• **Exercise directions**
Which of the lines below contain the string "error"? Copy each one.

• **Data records**

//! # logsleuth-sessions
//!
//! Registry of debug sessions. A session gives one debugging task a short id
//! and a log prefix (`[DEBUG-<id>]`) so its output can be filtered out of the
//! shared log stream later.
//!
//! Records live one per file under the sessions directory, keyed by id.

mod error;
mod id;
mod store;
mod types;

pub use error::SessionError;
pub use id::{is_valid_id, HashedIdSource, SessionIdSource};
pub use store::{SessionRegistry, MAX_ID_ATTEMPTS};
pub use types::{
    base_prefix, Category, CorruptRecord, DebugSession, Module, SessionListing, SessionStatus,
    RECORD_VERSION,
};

• **Result of the task**
mod error;
pub use error::SessionError;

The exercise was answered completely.